This document is a proposal for work on neural machine translation (MT) and automatic speech recognition (ASR) technology by the Idiap Research Institute. The six tasks of the proposed project are:
A. Data identification. Review and list the available written or spoken corpora of Swiss languages (specified in Section 2) including their licenses of use. Gather the corpora and explore possibilities for collecting additional data from social media and possibly from Swisscom units. Both monolingual and multilingual parallel corpora are of interest. Pilot experiments for collecting more data will be considered depending on time.
B. Install, configure and train machine translations systems: namely, neural MT (NMT) following the state of the art in the field (e.g. Edinburgh and Montréal groups), and phrase-based statistical MT (PBSMT, Moses) for comparison purposes.
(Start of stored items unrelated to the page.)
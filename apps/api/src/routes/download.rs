//! Request field validation and binary download responses shared by the
//! drafting and rendering handlers.

use axum::{
    http::header,
    response::{IntoResponse, Response},
};
use bytes::Bytes;

use crate::errors::AppError;
use crate::models::document::RenderedDocument;

/// Fails with a 400 naming every field whose value is missing.
pub fn require_fields(fields: &[(&str, Option<&str>)]) -> Result<(), AppError> {
    let missing: Vec<&str> = fields
        .iter()
        .filter(|(_, value)| value.is_none())
        .map(|(name, _)| *name)
        .collect();

    match missing.as_slice() {
        [] => Ok(()),
        [single] => Err(AppError::Validation(format!(
            "Missing required field: {single}"
        ))),
        many => Err(AppError::Validation(format!(
            "Missing required fields: {}",
            many.join(", ")
        ))),
    }
}

/// Removes quotes, path separators and control characters, plus a trailing
/// `.{extension}` the caller may have included. Falls back to `default`.
pub fn sanitize_filename(requested: Option<&str>, extension: &str, default: &str) -> String {
    let cleaned: String = requested
        .unwrap_or_default()
        .chars()
        .filter(|c| !c.is_control() && !matches!(c, '"' | '/' | '\\'))
        .collect();
    let cleaned = cleaned.trim();

    let suffix = format!(".{extension}");
    let stem = match cleaned.len().checked_sub(suffix.len()) {
        Some(cut)
            if cleaned.is_char_boundary(cut)
                && cleaned[cut..].eq_ignore_ascii_case(&suffix) =>
        {
            cleaned[..cut].trim_end()
        }
        _ => cleaned,
    };

    if stem.is_empty() {
        default.to_string()
    } else {
        stem.to_string()
    }
}

/// A rendered document sent back as an attachment.
pub struct DocumentDownload {
    filename: String,
    document: RenderedDocument,
}

impl DocumentDownload {
    /// `filename` is the sanitized stem; the extension comes from the document kind.
    pub fn new(filename: String, document: RenderedDocument) -> Self {
        Self { filename, document }
    }
}

impl IntoResponse for DocumentDownload {
    fn into_response(self) -> Response {
        let kind = self.document.kind();
        let disposition = format!(
            "attachment; filename=\"{}.{}\"",
            self.filename,
            kind.extension()
        );
        (
            [
                (header::CONTENT_TYPE, kind.mime_type().to_string()),
                (header::CONTENT_DISPOSITION, disposition),
            ],
            Bytes::from(self.document.into_bytes()),
        )
            .into_response()
    }
}

#[cfg(test)]
mod tests {
    use super::*;
    use crate::models::document::DocumentKind;
    use axum::http::StatusCode;

    #[test]
    fn test_require_fields_lists_only_missing() {
        assert!(require_fields(&[("content", Some("x"))]).is_ok());

        let single = require_fields(&[("content", None)]).unwrap_err();
        assert_eq!(single.to_string(), "Missing required field: content");

        let many = require_fields(&[
            ("projectDetails", Some("x")),
            ("projectName", None),
            ("pricing", None),
        ])
        .unwrap_err();
        assert_eq!(
            many.to_string(),
            "Missing required fields: projectName, pricing"
        );
    }

    #[test]
    fn test_sanitize_filename() {
        assert_eq!(sanitize_filename(None, "pdf", "proposal"), "proposal");
        assert_eq!(sanitize_filename(Some("  "), "pdf", "document"), "document");
        assert_eq!(
            sanitize_filename(Some("../etc/\"passwd\""), "pdf", "document"),
            "..etcpasswd"
        );
        assert_eq!(sanitize_filename(Some("Q3 Offer.PDF"), "pdf", "d"), "Q3 Offer");
        assert_eq!(sanitize_filename(Some("notes.pdf"), "docx", "d"), "notes.pdf");
        assert_eq!(sanitize_filename(Some("a\r\nb"), "pdf", "d"), "ab");
        assert_eq!(sanitize_filename(Some(".pdf"), "pdf", "document"), "document");
    }

    #[test]
    fn test_download_headers() {
        let document = RenderedDocument::new(DocumentKind::Docx, b"PK\x03\x04".to_vec());
        let response = DocumentDownload::new("offer".to_string(), document).into_response();
        assert_eq!(response.status(), StatusCode::OK);
        assert_eq!(
            response.headers()[header::CONTENT_TYPE],
            "application/vnd.openxmlformats-officedocument.wordprocessingml.document"
        );
        assert_eq!(
            response.headers()[header::CONTENT_DISPOSITION],
            "attachment; filename=\"offer.docx\""
        );
    }
}
use serde::{Deserialize, Serialize};

use crate::models::letterhead::Letterhead;

/// Output format of a rendered document.
#[derive(Debug, Clone, Copy, PartialEq, Eq, Serialize, Deserialize)]
pub enum DocumentKind {
    Pdf,
    Docx,
}

impl DocumentKind {
    pub fn mime_type(&self) -> &'static str {
        match self {
            DocumentKind::Pdf => "application/pdf",
            DocumentKind::Docx => {
                "application/vnd.openxmlformats-officedocument.wordprocessingml.document"
            }
        }
    }

    pub fn extension(&self) -> &'static str {
        match self {
            DocumentKind::Pdf => "pdf",
            DocumentKind::Docx => "docx",
        }
    }
}

/// Everything needed to render one document. Created per request, never stored.
///
/// `body_text` is plain text: blank lines separate paragraphs, and heading
/// lines are either ALL CAPS or carry a `#` marker prefix.
#[derive(Debug, Clone)]
pub struct DocumentRequest {
    pub title: String,
    pub body_text: String,
    pub letterhead: Letterhead,
}

/// Rendered bytes plus their declared format.
#[derive(Debug, Clone)]
pub struct RenderedDocument {
    kind: DocumentKind,
    bytes: Vec<u8>,
}

impl RenderedDocument {
    pub fn new(kind: DocumentKind, bytes: Vec<u8>) -> Self {
        Self { kind, bytes }
    }

    pub fn kind(&self) -> DocumentKind {
        self.kind
    }

    pub fn bytes(&self) -> &[u8] {
        &self.bytes
    }

    pub fn into_bytes(self) -> Vec<u8> {
        self.bytes
    }
}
The systems will be based on third party software, generally “open source”, and might involve data preparation and configuration scripts written by Idiap. Explore the use of Idiap’s GPUs to speed up NMT training.
C. Benchmark MT systems: run and test the MT systems, indicate the best configurations that are found, compare scores with the state of the art, and also between NMT and PBSMT. The benchmarking will consider translation quality and coverage, but also speed and use of computing resources.
D. Create Swiss German ASR: follow a logical progression from standard German through Swiss accented German to Swiss dialect. The ASR system will be initially based on Kaldi, although the machine learning parts will be harmonized with those in the other parts of the project.
E. Investigate incrementally adaptive ASR: This is a research thread aimed at designing neural methods that can adapt incrementally to incoming data, as is the situation with dialect data at Swisscom.
F. Document the three tasks above: data sources, system installation/configuration/training, and benchmarking results. The documentation will include tutorials that will allow Swisscom teams to reproduce the systems and build upon them new systems to suit specific internal needs.
The research plan below presents in some detail the tasks and expected outcomes, for a total of six months. The financial support should cover the fulltime salary of two postdocs for the six months.
Below, we first present the linguistic context and motivate the choice of languages for the project. Then we provide a more detailed description of the tasks. We also present Idiap NLP and Speech groups’ past work. The document ends with considerations on the collaboration procedures between Swisscom and Idiap for data sharing, related projects intellectual property rights, and needed workforce.